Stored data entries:

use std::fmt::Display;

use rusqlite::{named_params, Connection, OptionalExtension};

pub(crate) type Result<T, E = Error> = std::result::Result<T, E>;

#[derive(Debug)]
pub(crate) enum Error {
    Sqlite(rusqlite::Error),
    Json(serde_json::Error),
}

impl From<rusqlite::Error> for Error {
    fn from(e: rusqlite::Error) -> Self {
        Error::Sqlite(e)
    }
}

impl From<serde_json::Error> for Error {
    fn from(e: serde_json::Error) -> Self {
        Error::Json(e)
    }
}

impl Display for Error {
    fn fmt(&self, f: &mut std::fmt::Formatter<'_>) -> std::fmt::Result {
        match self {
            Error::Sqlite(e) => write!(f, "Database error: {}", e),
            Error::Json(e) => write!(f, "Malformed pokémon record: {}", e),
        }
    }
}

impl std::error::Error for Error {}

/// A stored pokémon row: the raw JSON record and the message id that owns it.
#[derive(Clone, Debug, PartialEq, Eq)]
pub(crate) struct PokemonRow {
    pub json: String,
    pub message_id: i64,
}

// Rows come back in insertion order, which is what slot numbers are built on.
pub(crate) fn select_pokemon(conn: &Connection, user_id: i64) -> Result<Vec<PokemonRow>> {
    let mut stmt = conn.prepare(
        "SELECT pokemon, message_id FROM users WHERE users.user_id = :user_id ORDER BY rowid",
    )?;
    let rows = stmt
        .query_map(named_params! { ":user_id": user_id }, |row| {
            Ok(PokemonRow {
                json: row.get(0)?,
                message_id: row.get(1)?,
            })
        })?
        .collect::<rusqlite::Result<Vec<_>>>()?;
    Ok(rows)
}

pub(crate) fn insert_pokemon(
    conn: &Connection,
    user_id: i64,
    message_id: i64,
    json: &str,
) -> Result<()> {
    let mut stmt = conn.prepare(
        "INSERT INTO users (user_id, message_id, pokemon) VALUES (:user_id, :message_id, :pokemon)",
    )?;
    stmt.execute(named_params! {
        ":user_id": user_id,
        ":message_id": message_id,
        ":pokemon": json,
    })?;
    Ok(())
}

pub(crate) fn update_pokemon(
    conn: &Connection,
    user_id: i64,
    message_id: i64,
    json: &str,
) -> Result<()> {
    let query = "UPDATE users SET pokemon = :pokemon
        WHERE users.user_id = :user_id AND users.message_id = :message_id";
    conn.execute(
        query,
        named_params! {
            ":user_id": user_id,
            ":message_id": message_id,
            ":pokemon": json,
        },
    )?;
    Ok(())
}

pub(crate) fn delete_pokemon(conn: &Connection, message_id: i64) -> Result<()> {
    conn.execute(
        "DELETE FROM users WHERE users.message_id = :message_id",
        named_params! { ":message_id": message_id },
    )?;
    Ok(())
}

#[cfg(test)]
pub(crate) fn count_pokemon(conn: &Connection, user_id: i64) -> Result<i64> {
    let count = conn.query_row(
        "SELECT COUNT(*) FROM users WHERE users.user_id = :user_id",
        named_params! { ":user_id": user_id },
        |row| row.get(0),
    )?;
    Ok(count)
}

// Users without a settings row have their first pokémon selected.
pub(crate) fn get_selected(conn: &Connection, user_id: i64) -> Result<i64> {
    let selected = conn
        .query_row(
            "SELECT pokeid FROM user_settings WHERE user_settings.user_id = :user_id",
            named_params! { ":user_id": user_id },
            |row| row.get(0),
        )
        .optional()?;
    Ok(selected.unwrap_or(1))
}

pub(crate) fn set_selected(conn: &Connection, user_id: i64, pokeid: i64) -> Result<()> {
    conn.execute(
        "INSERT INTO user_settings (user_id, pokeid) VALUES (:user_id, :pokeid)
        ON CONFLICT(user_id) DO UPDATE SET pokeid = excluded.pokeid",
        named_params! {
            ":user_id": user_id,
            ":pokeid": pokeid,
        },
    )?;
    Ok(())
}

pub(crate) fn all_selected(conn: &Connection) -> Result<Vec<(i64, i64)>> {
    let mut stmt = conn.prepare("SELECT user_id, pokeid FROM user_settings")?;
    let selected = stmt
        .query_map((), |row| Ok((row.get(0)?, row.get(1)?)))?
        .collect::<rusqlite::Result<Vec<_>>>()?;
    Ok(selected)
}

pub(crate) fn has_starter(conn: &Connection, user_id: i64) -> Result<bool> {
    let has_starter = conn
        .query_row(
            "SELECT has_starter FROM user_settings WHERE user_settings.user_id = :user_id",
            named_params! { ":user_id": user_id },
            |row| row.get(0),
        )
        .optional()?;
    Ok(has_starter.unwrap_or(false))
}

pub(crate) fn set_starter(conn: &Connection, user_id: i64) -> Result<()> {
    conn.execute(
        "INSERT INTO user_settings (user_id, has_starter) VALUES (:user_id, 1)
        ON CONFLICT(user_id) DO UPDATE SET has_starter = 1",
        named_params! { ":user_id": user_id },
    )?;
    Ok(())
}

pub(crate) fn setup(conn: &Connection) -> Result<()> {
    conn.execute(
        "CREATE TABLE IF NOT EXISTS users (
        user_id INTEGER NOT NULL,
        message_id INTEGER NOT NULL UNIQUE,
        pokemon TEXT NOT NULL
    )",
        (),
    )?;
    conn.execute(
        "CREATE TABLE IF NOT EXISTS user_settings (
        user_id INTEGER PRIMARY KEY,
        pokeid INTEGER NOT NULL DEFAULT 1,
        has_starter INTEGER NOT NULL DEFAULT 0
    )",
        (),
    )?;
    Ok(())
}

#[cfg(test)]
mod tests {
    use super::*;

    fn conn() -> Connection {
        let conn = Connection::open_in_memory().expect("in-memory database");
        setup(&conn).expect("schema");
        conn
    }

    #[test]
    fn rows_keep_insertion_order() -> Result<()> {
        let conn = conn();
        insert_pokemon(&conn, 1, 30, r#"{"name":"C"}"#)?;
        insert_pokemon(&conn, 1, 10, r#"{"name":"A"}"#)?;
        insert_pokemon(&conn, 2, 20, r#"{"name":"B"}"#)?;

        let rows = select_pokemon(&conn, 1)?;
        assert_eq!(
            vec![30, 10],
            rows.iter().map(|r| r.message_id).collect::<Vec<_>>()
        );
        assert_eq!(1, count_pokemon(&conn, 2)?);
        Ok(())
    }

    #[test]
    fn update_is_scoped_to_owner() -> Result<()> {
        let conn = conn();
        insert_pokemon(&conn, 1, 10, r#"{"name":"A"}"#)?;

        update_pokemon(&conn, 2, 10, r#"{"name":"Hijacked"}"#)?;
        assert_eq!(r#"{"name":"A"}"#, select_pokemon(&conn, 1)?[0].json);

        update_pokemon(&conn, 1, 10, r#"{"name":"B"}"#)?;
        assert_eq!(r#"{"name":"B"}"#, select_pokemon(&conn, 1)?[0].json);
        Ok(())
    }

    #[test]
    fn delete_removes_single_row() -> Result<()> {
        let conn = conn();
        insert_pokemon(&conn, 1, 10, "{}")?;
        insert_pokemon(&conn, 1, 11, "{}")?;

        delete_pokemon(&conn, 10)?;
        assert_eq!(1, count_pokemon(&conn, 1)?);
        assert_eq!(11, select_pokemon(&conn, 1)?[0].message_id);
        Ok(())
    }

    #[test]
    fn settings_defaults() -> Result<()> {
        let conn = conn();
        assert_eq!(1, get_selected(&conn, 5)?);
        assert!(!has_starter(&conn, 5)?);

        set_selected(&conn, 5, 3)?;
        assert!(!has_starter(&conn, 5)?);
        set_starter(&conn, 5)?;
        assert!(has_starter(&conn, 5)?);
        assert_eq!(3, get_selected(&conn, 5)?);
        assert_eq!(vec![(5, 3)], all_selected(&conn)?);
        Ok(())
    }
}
...
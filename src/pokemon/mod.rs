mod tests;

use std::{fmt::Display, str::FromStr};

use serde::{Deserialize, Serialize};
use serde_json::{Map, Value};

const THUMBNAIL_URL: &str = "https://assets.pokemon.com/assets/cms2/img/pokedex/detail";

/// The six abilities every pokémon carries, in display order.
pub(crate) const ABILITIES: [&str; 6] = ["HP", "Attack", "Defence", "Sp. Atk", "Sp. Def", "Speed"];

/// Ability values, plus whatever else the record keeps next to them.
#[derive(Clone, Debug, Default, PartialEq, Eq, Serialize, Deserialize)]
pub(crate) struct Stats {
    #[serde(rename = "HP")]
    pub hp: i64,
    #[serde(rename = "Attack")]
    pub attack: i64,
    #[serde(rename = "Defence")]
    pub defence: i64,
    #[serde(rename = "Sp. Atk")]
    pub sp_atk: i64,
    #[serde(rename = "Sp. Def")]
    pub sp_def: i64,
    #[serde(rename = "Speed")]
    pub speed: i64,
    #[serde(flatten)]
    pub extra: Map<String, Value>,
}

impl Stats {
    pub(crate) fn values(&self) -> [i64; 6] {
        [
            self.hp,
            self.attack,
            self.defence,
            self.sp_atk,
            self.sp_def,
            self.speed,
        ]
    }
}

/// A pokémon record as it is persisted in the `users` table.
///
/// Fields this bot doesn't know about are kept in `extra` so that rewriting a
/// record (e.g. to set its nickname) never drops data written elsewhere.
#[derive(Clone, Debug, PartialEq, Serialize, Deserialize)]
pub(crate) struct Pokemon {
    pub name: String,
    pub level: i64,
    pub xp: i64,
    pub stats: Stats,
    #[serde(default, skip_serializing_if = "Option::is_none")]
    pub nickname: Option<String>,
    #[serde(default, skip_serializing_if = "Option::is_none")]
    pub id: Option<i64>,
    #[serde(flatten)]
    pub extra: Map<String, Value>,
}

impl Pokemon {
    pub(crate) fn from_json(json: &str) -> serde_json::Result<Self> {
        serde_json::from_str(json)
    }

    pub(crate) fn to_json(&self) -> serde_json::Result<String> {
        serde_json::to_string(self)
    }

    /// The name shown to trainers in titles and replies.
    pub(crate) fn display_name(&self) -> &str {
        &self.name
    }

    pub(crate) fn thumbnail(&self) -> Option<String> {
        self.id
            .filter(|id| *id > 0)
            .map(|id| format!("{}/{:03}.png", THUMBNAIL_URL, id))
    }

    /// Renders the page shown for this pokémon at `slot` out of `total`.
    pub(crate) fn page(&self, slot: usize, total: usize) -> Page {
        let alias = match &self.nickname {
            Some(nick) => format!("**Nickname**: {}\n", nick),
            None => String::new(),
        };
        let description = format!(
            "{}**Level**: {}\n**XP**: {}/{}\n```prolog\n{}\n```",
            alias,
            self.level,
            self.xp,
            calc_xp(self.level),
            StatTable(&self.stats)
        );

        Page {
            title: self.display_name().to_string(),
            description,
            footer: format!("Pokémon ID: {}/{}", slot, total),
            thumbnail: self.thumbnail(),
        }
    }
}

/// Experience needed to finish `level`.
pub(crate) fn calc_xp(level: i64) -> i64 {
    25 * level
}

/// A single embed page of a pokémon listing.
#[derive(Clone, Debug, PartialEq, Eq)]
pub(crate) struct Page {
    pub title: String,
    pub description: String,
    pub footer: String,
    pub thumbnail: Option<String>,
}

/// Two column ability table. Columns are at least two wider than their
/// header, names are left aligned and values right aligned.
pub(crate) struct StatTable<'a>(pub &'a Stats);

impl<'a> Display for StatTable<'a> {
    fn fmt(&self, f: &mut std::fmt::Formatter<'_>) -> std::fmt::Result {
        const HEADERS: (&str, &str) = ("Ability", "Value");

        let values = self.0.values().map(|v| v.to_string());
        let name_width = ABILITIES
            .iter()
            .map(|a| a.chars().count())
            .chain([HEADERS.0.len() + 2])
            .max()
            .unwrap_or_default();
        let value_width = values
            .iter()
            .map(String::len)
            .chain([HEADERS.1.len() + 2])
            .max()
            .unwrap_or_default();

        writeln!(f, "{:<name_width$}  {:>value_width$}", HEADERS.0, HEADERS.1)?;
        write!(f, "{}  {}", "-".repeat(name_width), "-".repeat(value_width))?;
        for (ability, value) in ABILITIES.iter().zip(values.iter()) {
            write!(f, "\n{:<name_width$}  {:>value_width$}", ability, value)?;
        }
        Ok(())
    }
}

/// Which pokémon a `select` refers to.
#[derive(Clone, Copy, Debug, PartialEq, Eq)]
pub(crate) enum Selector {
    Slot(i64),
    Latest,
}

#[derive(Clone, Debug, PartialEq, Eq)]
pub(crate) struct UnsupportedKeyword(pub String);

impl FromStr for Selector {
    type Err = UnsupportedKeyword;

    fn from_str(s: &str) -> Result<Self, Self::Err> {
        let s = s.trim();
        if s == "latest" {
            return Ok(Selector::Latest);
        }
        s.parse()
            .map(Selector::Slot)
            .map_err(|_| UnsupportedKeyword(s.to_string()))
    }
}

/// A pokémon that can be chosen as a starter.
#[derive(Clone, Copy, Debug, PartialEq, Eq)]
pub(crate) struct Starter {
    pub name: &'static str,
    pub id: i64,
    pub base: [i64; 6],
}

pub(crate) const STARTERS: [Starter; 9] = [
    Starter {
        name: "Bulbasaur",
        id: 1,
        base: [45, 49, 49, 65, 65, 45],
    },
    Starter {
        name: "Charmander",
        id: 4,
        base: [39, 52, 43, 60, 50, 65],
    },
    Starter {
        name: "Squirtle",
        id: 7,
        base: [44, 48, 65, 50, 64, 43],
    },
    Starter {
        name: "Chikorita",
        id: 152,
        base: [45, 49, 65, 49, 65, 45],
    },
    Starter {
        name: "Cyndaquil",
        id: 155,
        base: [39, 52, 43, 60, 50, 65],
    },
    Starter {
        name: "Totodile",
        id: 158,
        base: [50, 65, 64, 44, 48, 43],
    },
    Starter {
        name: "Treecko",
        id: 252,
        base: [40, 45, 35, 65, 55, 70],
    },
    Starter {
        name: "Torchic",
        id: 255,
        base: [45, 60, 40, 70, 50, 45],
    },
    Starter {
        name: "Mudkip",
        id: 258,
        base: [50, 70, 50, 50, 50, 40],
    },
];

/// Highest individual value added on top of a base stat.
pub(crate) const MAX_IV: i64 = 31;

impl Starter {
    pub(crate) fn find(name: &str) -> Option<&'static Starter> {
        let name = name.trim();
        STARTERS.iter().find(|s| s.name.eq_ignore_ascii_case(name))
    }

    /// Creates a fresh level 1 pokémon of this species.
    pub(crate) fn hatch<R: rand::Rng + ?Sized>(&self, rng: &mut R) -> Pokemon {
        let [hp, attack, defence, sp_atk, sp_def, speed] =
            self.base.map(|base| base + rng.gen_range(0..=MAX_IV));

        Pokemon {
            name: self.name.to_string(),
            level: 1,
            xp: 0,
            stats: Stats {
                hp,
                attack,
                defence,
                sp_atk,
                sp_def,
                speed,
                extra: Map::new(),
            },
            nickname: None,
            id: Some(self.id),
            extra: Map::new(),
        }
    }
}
...
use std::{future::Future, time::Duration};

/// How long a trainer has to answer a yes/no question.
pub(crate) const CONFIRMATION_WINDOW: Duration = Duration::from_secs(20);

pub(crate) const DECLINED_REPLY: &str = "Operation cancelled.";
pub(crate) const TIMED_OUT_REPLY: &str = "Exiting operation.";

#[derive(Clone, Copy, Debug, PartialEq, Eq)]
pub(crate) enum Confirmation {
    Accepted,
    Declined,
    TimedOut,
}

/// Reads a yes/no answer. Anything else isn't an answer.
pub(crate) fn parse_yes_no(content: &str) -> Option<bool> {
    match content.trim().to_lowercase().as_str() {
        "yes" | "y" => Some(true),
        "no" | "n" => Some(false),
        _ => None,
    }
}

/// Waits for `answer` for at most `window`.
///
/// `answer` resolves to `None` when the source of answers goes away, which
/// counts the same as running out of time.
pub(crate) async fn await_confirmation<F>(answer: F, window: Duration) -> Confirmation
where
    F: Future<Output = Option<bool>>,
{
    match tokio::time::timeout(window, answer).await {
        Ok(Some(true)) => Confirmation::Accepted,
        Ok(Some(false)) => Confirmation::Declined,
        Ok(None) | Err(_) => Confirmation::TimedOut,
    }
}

▸ What you will do: Starting at the line that has "use std::fmt::Display;" and ending at the line that has "impl From<serde_json::Error> for", please write out the lines above exactly, leaving out all others.

▸ Exercise answer:
use std::fmt::Display;

use rusqlite::{named_params, Connection, OptionalExtension};

pub(crate) type Result<T, E = Error> = std::result::Result<T, E>;

#[derive(Debug)]
pub(crate) enum Error {
    Sqlite(rusqlite::Error),
    Json(serde_json::Error),
}

impl From<rusqlite::Error> for Error {
    fn from(e: rusqlite::Error) -> Self {
        Error::Sqlite(e)
    }
}

impl From<serde_json::Error> for Error {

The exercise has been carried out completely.